In short, if it has anything to do with Middle Earth, the university archives have it.
But why? Fantasy novels as a genre are considered second-rung literature by many English departments, as are popular novels. Why would Marquette pour thousands of dollars into a collection of pulp fiction?
The simple answer: they could get it.
According to Matt Blessing, head archivist at the Memorial Library, in the mid-1950s Marquette decided it wanted to develop a collection of literary documents and original sources that would help define the university as a center for research. The librarian that was hired to do this was William B. Ready.
“They expressly told him that they wanted him to identify and go out and get a research collection,” Blessing said.
Ready was considering many different fields in which Marquette could develop a niche, but when he read “The Lord of the Rings,” he found it.
“According to Ready in his memoirs, he read the book in a single evening, all 500,000 words,” Blessing said.
Ready was born in Wales and had connections with collectors in London who were able to contact Tolkien and discover that no academic institution had tried to obtain the original manuscripts yet.
“We don’t know why he chose Marquette,” Blessing said.
“But it’s probably good sense that Marquette was the first to ask.”
“I think that Tolkien was very pleased that anyone in academia was interested,” said Mike Foster, Marquette alumnus and North American representative for the International Tolkien Society.
Tolkien received 1,500 pounds for his manuscripts, which was equivalent to $4,800 in 1956 and, considering inflation, equals approximately $35,000 now.

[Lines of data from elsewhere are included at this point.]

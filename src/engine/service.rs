//! Periodic scan loop.
//!
//! Scans once immediately, then on a fixed interval until the stop flag
//! flips. Each tick re-reads the graph snapshot, so a refreshed snapshot
//! is picked up without a restart. Scans never overlap: the loop awaits
//! each one, and a stop request takes effect between ticks.

use std::sync::Arc;
use std::time::Duration;
use tokio::sync::watch;
use tokio::time::MissedTickBehavior;
use tracing::{error, info, warn};

use super::notifier::AlertManager;
use super::scanner::DealScanner;
use crate::catalog::{Catalog, HullCatalog, UniverseCatalog};
use crate::config::{AppConfig, ScanOverrides};
use crate::market::MarketProvider;
use crate::report;
use crate::types::ScanReport;
use crate::universe::snapshot::try_load_graph;

pub struct ScanService {
    cfg: AppConfig,
    overrides: ScanOverrides,
    provider: Arc<dyn MarketProvider>,
    remote: Option<Arc<dyn Catalog>>,
    hulls: HullCatalog,
    alerts: AlertManager,
    interval: Duration,
}

impl ScanService {
    pub fn new(
        cfg: AppConfig,
        overrides: ScanOverrides,
        provider: Arc<dyn MarketProvider>,
        remote: Option<Arc<dyn Catalog>>,
    ) -> Self {
        let alerts = AlertManager::from_config(&cfg.notifications);
        let interval = Duration::from_secs(cfg.service.interval_secs.max(1));
        Self {
            cfg,
            overrides,
            provider,
            remote,
            hulls: HullCatalog::new(),
            alerts,
            interval,
        }
    }

    pub fn with_interval(mut self, interval: Duration) -> Self {
        self.interval = interval;
        self
    }

    pub fn with_alerts(mut self, alerts: AlertManager) -> Self {
        self.alerts = alerts;
        self
    }

    /// Run until `stop` becomes `true` or its sender is dropped.
    /// Returns the number of ticks that ran.
    pub async fn run(mut self, mut stop: watch::Receiver<bool>) -> usize {
        let mut ticker = tokio::time::interval(self.interval);
        ticker.set_missed_tick_behavior(MissedTickBehavior::Skip);
        let mut ticks = 0;

        info!(interval_secs = self.interval.as_secs(), "Scan service started");
        loop {
            tokio::select! {
                _ = ticker.tick() => {}
                changed = stop.changed() => {
                    if changed.is_err() {
                        info!("Stop channel closed");
                        break;
                    }
                    if !*stop.borrow() {
                        continue;
                    }
                }
            }
            if *stop.borrow() {
                break;
            }

            self.run_once().await;
            ticks += 1;
        }

        info!(ticks, "Scan service stopped");
        ticks
    }

    /// One tick: reload the graph, scan, export, alert.
    pub async fn run_once(&mut self) -> Option<ScanReport> {
        let graph = try_load_graph(&self.cfg.data.graph_path).map(Arc::new);

        let params = match self
            .cfg
            .scan_params(&self.overrides, graph.as_deref(), &self.hulls)
        {
            Ok(params) => params,
            Err(e) => {
                error!(error = %e, "Invalid scan parameters, skipping tick");
                return None;
            }
        };

        let mut catalog = UniverseCatalog::new(self.hulls.clone(), graph.clone());
        if let Some(remote) = &self.remote {
            catalog = catalog.with_remote(remote.clone());
        }
        let mut scanner = DealScanner::new(self.provider.clone(), Arc::new(catalog), graph);
        let report = scanner.scan(&params).await;

        info!(%report, "Tick complete");
        if let Some(best) = report.best_deal() {
            info!(best = %best, "Best deal");
        }

        if self.cfg.export.enabled && !report.deals.is_empty() {
            let dir = &self.cfg.export.output_dir;
            if let Err(e) = report::export_deals(&report.deals, dir, &report.reference_name) {
                warn!(error = %e, "Deal export failed");
            }
        }
        self.alerts
            .notify_deals(&report.deals, &report.reference_name)
            .await;

        Some(report)
    }
}

#[cfg(test)]
mod tests {
    use super::*;
    use crate::engine::notifier::Notifier;
    use crate::market::snapshot::OrderSnapshot;
    use crate::types::Order;
    use crate::universe::fixtures::line_graph;
    use crate::universe::snapshot::to_json;
    use anyhow::Result;
    use async_trait::async_trait;
    use std::path::PathBuf;
    use std::sync::Mutex;

    #[derive(Clone, Default)]
    struct Counter(Arc<Mutex<usize>>);

    #[async_trait]
    impl Notifier for Counter {
        async fn notify(&self, _title: &str, _message: &str) -> Result<()> {
            *self.0.lock().unwrap() += 1;
            Ok(())
        }

        fn name(&self) -> &str {
            "counter"
        }
    }

    fn sell(order_id: u64, location_id: u64, region_id: u64, price: f64) -> Order {
        Order {
            order_id,
            type_id: 641,
            location_id,
            region_id,
            price,
            volume_remain: 1,
            is_buy: false,
        }
    }

    fn temp_dir() -> PathBuf {
        let mut dir = std::env::temp_dir();
        dir.push(format!("marketbot_service_{}", uuid::Uuid::new_v4()));
        std::fs::create_dir_all(&dir).unwrap();
        dir
    }

    /// Config pointing at a line-graph snapshot, reference S1, hub in region 9.
    fn setup() -> (AppConfig, Arc<OrderSnapshot>, PathBuf) {
        let dir = temp_dir();
        let graph_path = dir.join("graph.json");
        std::fs::write(&graph_path, to_json(&line_graph()).unwrap()).unwrap();

        let mut cfg = AppConfig::default();
        cfg.scan.reference_system = "S1".into();
        cfg.scan.max_jumps = 2;
        cfg.scan.min_price = 0.0;
        cfg.scan.hull_ids = vec![641];
        cfg.hub.location_id = 900;
        cfg.hub.region_id = 9;
        cfg.data.graph_path = graph_path;
        cfg.export.output_dir = dir.join("deals");
        cfg.notifications.min_savings_percent = 0.0;

        let snapshot = Arc::new(OrderSnapshot::new([
            sell(1, 3, 2, 100.0),
            sell(2, 900, 9, 150.0),
        ]));
        (cfg, snapshot, dir)
    }

    #[tokio::test]
    async fn test_run_once_exports_and_alerts() {
        let (cfg, snapshot, dir) = setup();
        let counter = Counter::default();
        let alerts = AlertManager::new(true, 0.0, 5, vec![Box::new(counter.clone())]);
        let mut service =
            ScanService::new(cfg, ScanOverrides::default(), snapshot, None).with_alerts(alerts);

        let report = service.run_once().await.unwrap();
        assert!(!report.fallback_used);
        assert_eq!(report.deals.len(), 1);
        assert_eq!(report.deals[0].location_name, "S3");
        assert_eq!(report.deals[0].type_name, "Megathron");

        let exported = std::fs::read_dir(dir.join("deals")).unwrap().count();
        assert_eq!(exported, 1);
        assert_eq!(*counter.0.lock().unwrap(), 1);

        // Same deal next tick: no second alert.
        service.run_once().await.unwrap();
        assert_eq!(*counter.0.lock().unwrap(), 1);

        std::fs::remove_dir_all(&dir).unwrap();
    }

    #[tokio::test]
    async fn test_graph_reloaded_each_tick() {
        let (cfg, snapshot, dir) = setup();
        let graph_path = cfg.data.graph_path.clone();
        let mut service = ScanService::new(cfg, ScanOverrides::default(), snapshot, None);

        assert!(!service.run_once().await.unwrap().fallback_used);

        // Graph disappears: the next tick searches the fallback regions.
        std::fs::remove_file(&graph_path).unwrap();
        let report = service.run_once().await.unwrap();
        assert!(report.fallback_used);
        assert!(report.deals.is_empty());

        std::fs::remove_dir_all(&dir).unwrap();
    }

    #[tokio::test]
    async fn test_stop_before_start_runs_nothing() {
        let (cfg, snapshot, dir) = setup();
        let service = ScanService::new(cfg, ScanOverrides::default(), snapshot, None);
        let (tx, rx) = watch::channel(false);
        tx.send(true).unwrap();

        assert_eq!(service.run(rx).await, 0);
        std::fs::remove_dir_all(&dir).unwrap();
    }

    #[tokio::test]
    async fn test_first_scan_is_immediate_then_stops() {
        let (cfg, snapshot, dir) = setup();
        let service = ScanService::new(cfg, ScanOverrides::default(), snapshot, None)
            .with_interval(Duration::from_secs(3600));
        let (tx, rx) = watch::channel(false);

        let handle = tokio::spawn(service.run(rx));
        tokio::time::sleep(Duration::from_millis(300)).await;
        tx.send(true).unwrap();

        assert_eq!(handle.await.unwrap(), 1);
        std::fs::remove_dir_all(&dir).unwrap();
    }

    #[tokio::test]
    async fn test_clearing_stop_flag_does_not_scan() {
        let (cfg, snapshot, dir) = setup();
        let service = ScanService::new(cfg, ScanOverrides::default(), snapshot, None)
            .with_interval(Duration::from_secs(3600));
        let (tx, rx) = watch::channel(false);

        let handle = tokio::spawn(service.run(rx));
        tokio::time::sleep(Duration::from_millis(300)).await;
        for _ in 0..3 {
            tx.send(false).unwrap();
            tokio::time::sleep(Duration::from_millis(50)).await;
        }
        tx.send(true).unwrap();

        // Only the immediate first tick ran.
        assert_eq!(handle.await.unwrap(), 1);
        std::fs::remove_dir_all(&dir).unwrap();
    }
}
//! Location graph and region discovery.
//!
//! The graph is a read-only snapshot of solar systems and their stargate
//! adjacency, loaded once per scan. Region discovery walks it breadth-first
//! from a reference system to decide which regional markets to query.

pub mod discovery;
pub mod snapshot;

use std::collections::HashMap;

use crate::types::{Location, LocationId, ScanError};

pub use discovery::{discover_regions, explore, hop_distance, Discovery};

/// Mapping from location id to location record.
#[derive(Debug, Clone, Default, PartialEq)]
pub struct LocationGraph {
    locations: HashMap<LocationId, Location>,
}

impl LocationGraph {
    pub fn new() -> Self {
        Self::default()
    }

    pub fn from_locations(locations: impl IntoIterator<Item = Location>) -> Self {
        Self {
            locations: locations.into_iter().map(|l| (l.id, l)).collect(),
        }
    }

    pub fn get(&self, id: LocationId) -> Option<&Location> {
        self.locations.get(&id)
    }

    pub fn contains(&self, id: LocationId) -> bool {
        self.locations.contains_key(&id)
    }

    pub fn len(&self) -> usize {
        self.locations.len()
    }

    pub fn is_empty(&self) -> bool {
        self.locations.is_empty()
    }

    pub fn locations(&self) -> impl Iterator<Item = &Location> {
        self.locations.values()
    }

    /// Find a location by case-insensitive display name.
    pub fn find_by_name(&self, name: &str) -> Option<&Location> {
        let needle = name.trim();
        self.locations
            .values()
            .find(|l| l.name.eq_ignore_ascii_case(needle))
    }

    /// Resolve user input that is either a numeric id or a system name.
    pub fn resolve(&self, input: &str) -> Result<&Location, ScanError> {
        let input = input.trim();
        if input.is_empty() {
            return Err(ScanError::MalformedInput("empty system name".into()));
        }
        if let Ok(id) = input.parse::<LocationId>() {
            return self.get(id).ok_or(ScanError::LocationNotFound(id));
        }
        self.find_by_name(input)
            .ok_or_else(|| ScanError::MalformedInput(format!("unknown system: {input}")))
    }
}

#[cfg(test)]
pub(crate) mod fixtures {
    use super::*;

    pub fn loc(id: LocationId, region_id: u64, adjacent: &[LocationId]) -> Location {
        Location {
            id,
            name: format!("S{id}"),
            region_id,
            region_name: format!("R{region_id}"),
            adjacent: adjacent.to_vec(),
        }
    }

    /// A(1, R1) - B(2, R1) - C(3, R2)
    pub fn line_graph() -> LocationGraph {
        LocationGraph::from_locations([
            loc(1, 1, &[2]),
            loc(2, 1, &[1, 3]),
            loc(3, 2, &[2]),
        ])
    }
}

#[cfg(test)]
mod tests {
    use super::fixtures::*;
    use super::*;

    #[test]
    fn test_resolve_by_id() {
        let g = line_graph();
        assert_eq!(g.resolve("2").unwrap().id, 2);
    }

    #[test]
    fn test_resolve_by_name_case_insensitive() {
        let g = line_graph();
        assert_eq!(g.resolve(" s3 ").unwrap().id, 3);
    }

    #[test]
    fn test_resolve_unknown_id_is_not_found() {
        let g = line_graph();
        assert_eq!(g.resolve("99").unwrap_err(), ScanError::LocationNotFound(99));
    }

    #[test]
    fn test_resolve_unknown_name_is_malformed() {
        let g = line_graph();
        assert!(matches!(g.resolve("Nowhere"), Err(ScanError::MalformedInput(_))));
        assert!(matches!(g.resolve(""), Err(ScanError::MalformedInput(_))));
    }
}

“So it was a considerable investment,” Blessing said. “But in hindsight it was a bargain.”
Included with the manuscripts were original drawing, maps, language charts (Tolkien invented complete unique languages for many of the creatures he created) and rejected drafts, such as an unpublished epilogue).
“It’s certainly served its objectives as far as helping to define some of the resources we have at the Marquette Library,” Blessing said.
The Tolkien collection has brought many scholars to Marquette. And some of them, like Foster, who teaches a course in Tolkien at Illinois Central College in Peoria, Ill., regularly make trips up to look at the collection and bring more and more people to Marquette to love the books.
“Without hyping it too much, when you consider what Marquette has, it’s really a remarkable resource,” Foster said. “It really has drawn some people to Marquette.”
John Rateliff, who is working on a book about the writing of “The Hobbit,” titled “Mr. Baggins,” came to Marquette solely because of the Tolkien collection.
“The only thing I knew about Marquette was that they had the Tolkien papers,” Rateliff said. “I really do encourage people to go on in and look sometime. A lot of people don’t realize we have a prize like that in the library.”